Below are some detailed responses put together by our team of Brand Licensing Experts for some frequently asked questions.

  1. How have you determined what is “gold-standard?” How many inputs were used in your dataset? How many companies? How did you qualify those companies and products?

    Specifically, each of the experts scored between 28 and 50 brands, totaling 127 brand evaluations of 56 unique brands that served as the “gold-standard” dataset on which the algorithm was trained. These brands belonged to companies in 22 different industries, and included products, services, and media.

  2. The LASSO Model seems highly based on interpretation. Is that right? If so, how do you maintain consistency across scorers, or across your expert panel? Can the LASSO Model be run with true comparative value with any old person scoring the brand?

    It is true that self-scoring based on the LASSO rubric will be subject to personal interpretations of the metric descriptions published in the book and that the scores will be affected by biases common in self-reported surveys. These pitfalls are to some extent unavoidable in this type of self-evaluation, but these drawbacks may be counterbalanced by the ability of the LASSO scoring assessment to reach a much wider audience and user pool by not requiring a user to retain a brand expert in each case.
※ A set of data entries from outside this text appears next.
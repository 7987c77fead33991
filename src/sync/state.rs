//! The in-memory record set the orchestrator keeps in sync.

use crate::ledger::{
	AccountKind, AccountRecord, Activity, Address, DaoState, Keyed, Proposal, Strike,
	UserProfile, WorkerCoop,
};
use crate::sync::tiers::ReadSource;
use std::collections::BTreeMap;

/// Everything the client currently knows, with the tier each kind was last read from.
#[derive(Debug, Clone, Default, PartialEq)]
pub struct RecordSet {
	pub user_profile: Option<Keyed<UserProfile>>,
	pub dao_state: Option<Keyed<DaoState>>,
	pub activities: Vec<Keyed<Activity>>,
	pub strikes: Vec<Keyed<Strike>>,
	pub cooperatives: Vec<Keyed<WorkerCoop>>,
	pub proposals: Vec<Keyed<Proposal>>,
	pub sources: BTreeMap<AccountKind, ReadSource>,
}

impl RecordSet {
	pub fn source(&self, kind: AccountKind) -> Option<ReadSource> {
		self.sources.get(&kind).copied()
	}

	/// Whether the records of `kind` are seed placeholders.
	pub fn is_seeded(&self, kind: AccountKind) -> bool {
		self.source(kind) == Some(ReadSource::Seed)
	}

	/// A real (non-seed) record of type `T` at `address`.
	pub fn find<T: Tracked>(&self, address: &Address) -> Option<&Keyed<T>> {
		if self.is_seeded(T::KIND) {
			return None;
		}
		T::records(self).iter().find(|r| r.address == *address)
	}

	/// Replace the record at the same address, or append it.
	pub fn upsert<T: Tracked>(&mut self, keyed: Keyed<T>) {
		let records = T::records_mut(self);
		match records.iter_mut().find(|r| r.address == keyed.address) {
			Some(existing) => *existing = keyed,
			None => records.push(keyed),
		}
	}

	/// Whether any real record is stored at `address`.
	pub fn contains(&self, address: &Address) -> bool {
		let profile = !self.is_seeded(AccountKind::UserProfile)
			&& self.user_profile.as_ref().is_some_and(|p| p.address == *address);
		profile
			|| self.find::<Activity>(address).is_some()
			|| self.find::<Strike>(address).is_some()
			|| self.find::<WorkerCoop>(address).is_some()
			|| self.find::<Proposal>(address).is_some()
	}

	/// The connected user's profile, unless it is a seed placeholder.
	pub fn own_profile(&self) -> Option<&Keyed<UserProfile>> {
		if self.is_seeded(AccountKind::UserProfile) {
			return None;
		}
		self.user_profile.as_ref()
	}

	pub(crate) fn clear_kind(&mut self, kind: AccountKind) {
		match kind {
			AccountKind::UserProfile => self.user_profile = None,
			AccountKind::DaoState => self.dao_state = None,
			AccountKind::Activity => self.activities.clear(),
			AccountKind::Strike => self.strikes.clear(),
			AccountKind::WorkerCoop => self.cooperatives.clear(),
			AccountKind::Proposal => self.proposals.clear(),
		}
		self.sources.remove(&kind);
	}
}

/// Record types held as a collection in [`RecordSet`].
pub trait Tracked: AccountRecord {
	fn records(set: &RecordSet) -> &Vec<Keyed<Self>>;
	fn records_mut(set: &mut RecordSet) -> &mut Vec<Keyed<Self>>;
}

macro_rules! tracked {
	($ty:ty, $field:ident) => {
		impl Tracked for $ty {
			fn records(set: &RecordSet) -> &Vec<Keyed<Self>> {
				&set.$field
			}

			fn records_mut(set: &mut RecordSet) -> &mut Vec<Keyed<Self>> {
				&mut set.$field
			}
		}
	};
}

tracked!(Activity, activities);
tracked!(Strike, strikes);
tracked!(WorkerCoop, cooperatives);
tracked!(Proposal, proposals);

#[cfg(test)]
mod tests {
	use super::*;
	use crate::sync::testing::sample_activity;

	#[test]
	fn test_upsert_replaces_by_address() {
		let mut set = RecordSet::default();
		let address = Address::new([7; 32]);
		set.upsert(Keyed::new(address, sample_activity("first")));
		set.upsert(Keyed::new(Address::new([8; 32]), sample_activity("other")));
		set.upsert(Keyed::new(address, sample_activity("second")));

		assert_eq!(set.activities.len(), 2);
		assert_eq!(
			set.find::<Activity>(&address).map(|r| r.record.description.as_str()),
			Some("second")
		);
	}

	#[test]
	fn test_seed_records_are_invisible_to_lookups() {
		let mut set = RecordSet::default();
		let address = Address::new([7; 32]);
		set.upsert(Keyed::new(address, sample_activity("seeded")));
		set.sources.insert(AccountKind::Activity, ReadSource::Seed);
		assert!(set.find::<Activity>(&address).is_none());
		assert!(!set.contains(&address));

		set.sources.insert(AccountKind::Activity, ReadSource::Cache);
		assert!(set.contains(&address));
	}

	#[test]
	fn test_clear_kind_drops_source() {
		let mut set = RecordSet::default();
		set.upsert(Keyed::new(Address::new([1; 32]), sample_activity("a")));
		set.sources.insert(AccountKind::Activity, ReadSource::Remote);
		set.clear_kind(AccountKind::Activity);
		assert!(set.activities.is_empty());
		assert_eq!(set.source(AccountKind::Activity), None);
	}
}
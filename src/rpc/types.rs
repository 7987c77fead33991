//! Types for the ledger's JSON-RPC and websocket pub/sub APIs

use crate::ledger::{Address, TransactionError};
use crate::sync::TransportError;
use base64::Engine;
use base64::engine::general_purpose::STANDARD;
use serde::{Deserialize, Serialize};
use std::fmt;
use std::str::FromStr;

/// JSON-RPC code for a transaction that failed preflight simulation.
pub const SIMULATION_FAILED: i64 = -32002;

/// How final a ledger state must be before it is reported.
#[derive(Debug, Clone, Copy, PartialEq, Eq, PartialOrd, Ord, Serialize, Deserialize)]
#[serde(rename_all = "lowercase")]
pub enum Commitment {
	Processed,
	Confirmed,
	Finalized,
}

impl Commitment {
	pub fn as_str(&self) -> &'static str {
		match self {
			Commitment::Processed => "processed",
			Commitment::Confirmed => "confirmed",
			Commitment::Finalized => "finalized",
		}
	}
}

impl fmt::Display for Commitment {
	fn fmt(&self, f: &mut fmt::Formatter<'_>) -> fmt::Result {
		f.write_str(self.as_str())
	}
}

impl FromStr for Commitment {
	type Err = String;

	fn from_str(s: &str) -> Result<Self, Self::Err> {
		match s.to_ascii_lowercase().as_str() {
			"processed" => Ok(Commitment::Processed),
			"confirmed" => Ok(Commitment::Confirmed),
			"finalized" => Ok(Commitment::Finalized),
			other => Err(format!("unknown commitment level: {}", other)),
		}
	}
}

#[derive(Debug, Deserialize)]
pub struct RpcResponse<T> {
	pub result: Option<T>,
	pub error: Option<RpcErrorObject>,
}

#[derive(Debug, Clone, Deserialize)]
pub struct RpcErrorObject {
	pub code: i64,
	pub message: String,
}

#[derive(Debug, Clone, Deserialize)]
pub struct RpcContext {
	pub slot: u64,
}

/// A result wrapped with the slot it was read at.
#[derive(Debug, Clone, Deserialize)]
pub struct WithContext<T> {
	pub context: RpcContext,
	pub value: T,
}

/// Account as returned with `"encoding": "base64"`.
#[derive(Debug, Clone, Deserialize)]
pub struct UiAccount {
	/// `[payload, encoding]`
	pub data: (String, String),
	pub owner: String,
	pub lamports: u64,
}

impl UiAccount {
	pub fn decode_data(&self) -> Result<Vec<u8>, RpcError> {
		let (payload, encoding) = &self.data;
		if encoding != "base64" {
			return Err(RpcError::InvalidResponse(format!(
				"unexpected account encoding {}",
				encoding
			)));
		}
		STANDARD
			.decode(payload)
			.map_err(|e| RpcError::InvalidResponse(format!("invalid base64 account data: {}", e)))
	}
}

#[derive(Debug, Clone, Deserialize)]
pub struct ProgramAccount {
	pub pubkey: String,
	pub account: UiAccount,
}

impl ProgramAccount {
	pub fn address(&self) -> Result<Address, RpcError> {
		self.pubkey
			.parse()
			.map_err(|e| RpcError::InvalidResponse(format!("invalid pubkey {}: {}", self.pubkey, e)))
	}
}

#[derive(Debug, Clone, Deserialize)]
#[serde(rename_all = "camelCase")]
pub struct LatestBlockhash {
	pub blockhash: String,
	pub last_valid_block_height: u64,
}

#[derive(Debug, Clone, Deserialize)]
#[serde(rename_all = "camelCase")]
pub struct SignatureStatus {
	pub slot: u64,
	pub confirmations: Option<u64>,
	pub err: Option<serde_json::Value>,
	pub confirmation_status: Option<Commitment>,
}

impl SignatureStatus {
	/// Whether the transaction is at least as final as `commitment`.
	pub fn reached(&self, commitment: Commitment) -> bool {
		self.confirmation_status
			.is_some_and(|status| status >= commitment)
	}
}

/// A websocket push message.
#[derive(Debug, Deserialize)]
pub struct Notification {
	pub method: Option<String>,
	pub params: Option<NotificationParams>,
}

#[derive(Debug, Deserialize)]
pub struct NotificationParams {
	pub result: serde_json::Value,
	pub subscription: u64,
}

/// Error types for RPC and websocket operations
#[derive(Debug, thiserror::Error)]
pub enum RpcError {
	#[error("HTTP error: {0}")]
	Http(#[from] reqwest::Error),

	#[error("WebSocket error: {0}")]
	WebSocket(#[from] tokio_tungstenite::tungstenite::Error),

	#[error("JSON parse error: {0}")]
	Json(#[from] serde_json::Error),

	#[error("RPC error {code}: {message}")]
	Rpc { code: i64, message: String },

	#[error("No result returned")]
	NoResult,

	#[error("Invalid response: {0}")]
	InvalidResponse(String),

	#[error("Transaction {signature} failed: {reason}")]
	TransactionFailed { signature: String, reason: String },

	#[error("Timed out waiting for {0}")]
	Timeout(String),

	#[error("Subscription error: {0}")]
	Subscription(String),

	#[error(transparent)]
	Transaction(#[from] TransactionError),
}

impl From<RpcError> for TransportError {
	fn from(e: RpcError) -> Self {
		match e {
			RpcError::Http(e) => TransportError::Network(e.to_string()),
			RpcError::WebSocket(e) => TransportError::Network(e.to_string()),
			RpcError::Rpc {
				code: SIMULATION_FAILED,
				message,
			} => TransportError::Rejected(message),
			RpcError::Rpc { code, message } => TransportError::Rpc { code, message },
			RpcError::TransactionFailed { .. } => TransportError::Rejected(e.to_string()),
			RpcError::Timeout(what) => TransportError::Timeout(what),
			RpcError::Subscription(reason) => TransportError::Subscription(reason),
			RpcError::Transaction(
				TransactionError::Signing(_) | TransactionError::MissingSigner(_),
			) => TransportError::Signing(e.to_string()),
			RpcError::Transaction(e) => TransportError::Rejected(e.to_string()),
			RpcError::Json(_) | RpcError::NoResult | RpcError::InvalidResponse(_) => {
				TransportError::InvalidResponse(e.to_string())
			}
		}
	}
}
impl AccountRecord for DaoState {
	const KIND: AccountKind = AccountKind::DaoState;

	fn decode_body(r: &mut ByteReader<'_>) -> Result<Self, CodecError> {
		Ok(Self {
			authority: r.address()?,
			total_supply: r.u64()?,
			circulating_supply: r.u64()?,
			median_balance: r.u64()?,
			active_users: r.u64()?,
			total_activities: r.u64()?,
			bump: r.u8()?,
		})
	}

	fn encode_body(&self, w: &mut ByteWriter) {
		w.put_address(&self.authority)
			.put_u64(self.total_supply)
			.put_u64(self.circulating_supply)
			.put_u64(self.median_balance)
			.put_u64(self.active_users)
			.put_u64(self.total_activities)
			.put_u8(self.bump);
	}
}

#[derive(Debug, Clone, PartialEq, Serialize, Deserialize)]
pub struct UserProfile {
	pub owner: Address,
	pub union_membership: bool,
	pub tokens_earned: u64,
	pub hours_worked: u64,
	pub activities_completed: u64,
	pub reputation_score: u64,
	pub strike_participation: u64,
	pub solidarity_score: u64,
	pub last_activity: DateTime<Utc>,
	pub bump: u8,
}

impl UserProfile {
	/// A freshly created profile, as the program initialises it.
	pub fn new(owner: Address, union_membership: bool, now: DateTime<Utc>, bump: u8) -> Self {
		Self {
			owner,
			union_membership,
			tokens_earned: 0,
			hours_worked: 0,
			activities_completed: 0,
			reputation_score: 50,
			strike_participation: 0,
			solidarity_score: 0,
			last_activity: now,
			bump,
		}
	}

	/// Pay out a verified activity to its creator.
	pub fn credit_activity(&mut self, activity: &Activity) {
		self.tokens_earned = self.tokens_earned.saturating_add(activity.reward_amount);
		self.hours_worked = self
			.hours_worked
			.saturating_add(activity.estimated_hours as u64);
		self.activities_completed = self.activities_completed.saturating_add(1);
		self.reputation_score = self.reputation_score.saturating_add(10);
	}

	/// Solidarity credit for contributing to a strike fund.
	pub fn credit_support(&mut self) {
		self.solidarity_score = self.solidarity_score.saturating_add(SUPPORT_SOLIDARITY_BONUS);
	}

	/// Solidarity credit for funding a cooperative.
	pub fn credit_funding(&mut self) {
		self.solidarity_score = self.solidarity_score.saturating_add(FUNDING_SOLIDARITY_BONUS);
	}
}

impl AccountRecord for UserProfile {
	const KIND: AccountKind = AccountKind::UserProfile;

	fn decode_body(r: &mut ByteReader<'_>) -> Result<Self, CodecError> {
		Ok(Self {
			owner: r.address()?,
			union_membership: r.bool()?,
			tokens_earned: r.u64()?,
			hours_worked: r.u64()?,
			activities_completed: r.u64()?,
			reputation_score: r.u64()?,
			strike_participation: r.u64()?,
			solidarity_score: r.u64()?,
			last_activity: r.timestamp()?,
			bump: r.u8()?,
		})
	}

	fn encode_body(&self, w: &mut ByteWriter) {
		w.put_address(&self.owner)
			.put_bool(self.union_membership)
			.put_u64(self.tokens_earned)
			.put_u64(self.hours_worked)
			.put_u64(self.activities_completed)
			.put_u64(self.reputation_score)
			.put_u64(self.strike_participation)
			.put_u64(self.solidarity_score)
			.put_timestamp(&self.last_activity)
			.put_u8(self.bump);
	}
}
Regardless, there are mechanisms by which the impact of these response biases and individual interpretations has been blunted.

    While it is impossible to phrase any survey question or evaluation description in a perfectly objective manner, guidelines that are specifically defined and neutrally worded will minimize these effects by reducing ambiguity and unintended, unconscious bias. The self-reported LASSO scoring model is unique to many surveys and self-evaluations, in that very detailed descriptions of not just the scoring methods but also the actual basis and background behind the metrics was provided in the chapters of the book. The users, when evaluating their brand, are provided with much more than a few lines describing the scoring guidelines. Rather, they are given a thorough delineation of the concepts that they are being asked to evaluate their brands on. This minimizes the ambiguity that arises when non-experts are required to perform these evaluations and maximizes the consistency in responses. Further, the questions have been phrased in a way that seeks to minimize the emotion involved in evaluating a user’s own brand, reducing potential unintended biases on the user’s part. Given that any user conducting self-evaluations, and especially non-experts, will always have both biases and individual interpretations regardless of the question’s formulation, computational approaches must also be applied to reduce the effects of these confounding factors.1 By expecting and accounting for these inevitable issues, the LASSO Model is able to predict and model out the effects of these confounding factors to a certain extent. For example, a user evaluating their own brand on a quantitative metric for which lower responses indicate a deficiency in their brand or product is highly likely to inflate their score. By having our expert panel assess brands that were also evaluated by non-expert brand owners using the LASSO web application, it is possible to compare responses to the rubric between both the non-biased expert panel and the heavily invested and non-expert brand owners. With enough of these comparisons, a model is able to incorporate this information to predict this overestimation of user scores for self-reported users and subsequently make its final prediction of brand extension more robust to these effects.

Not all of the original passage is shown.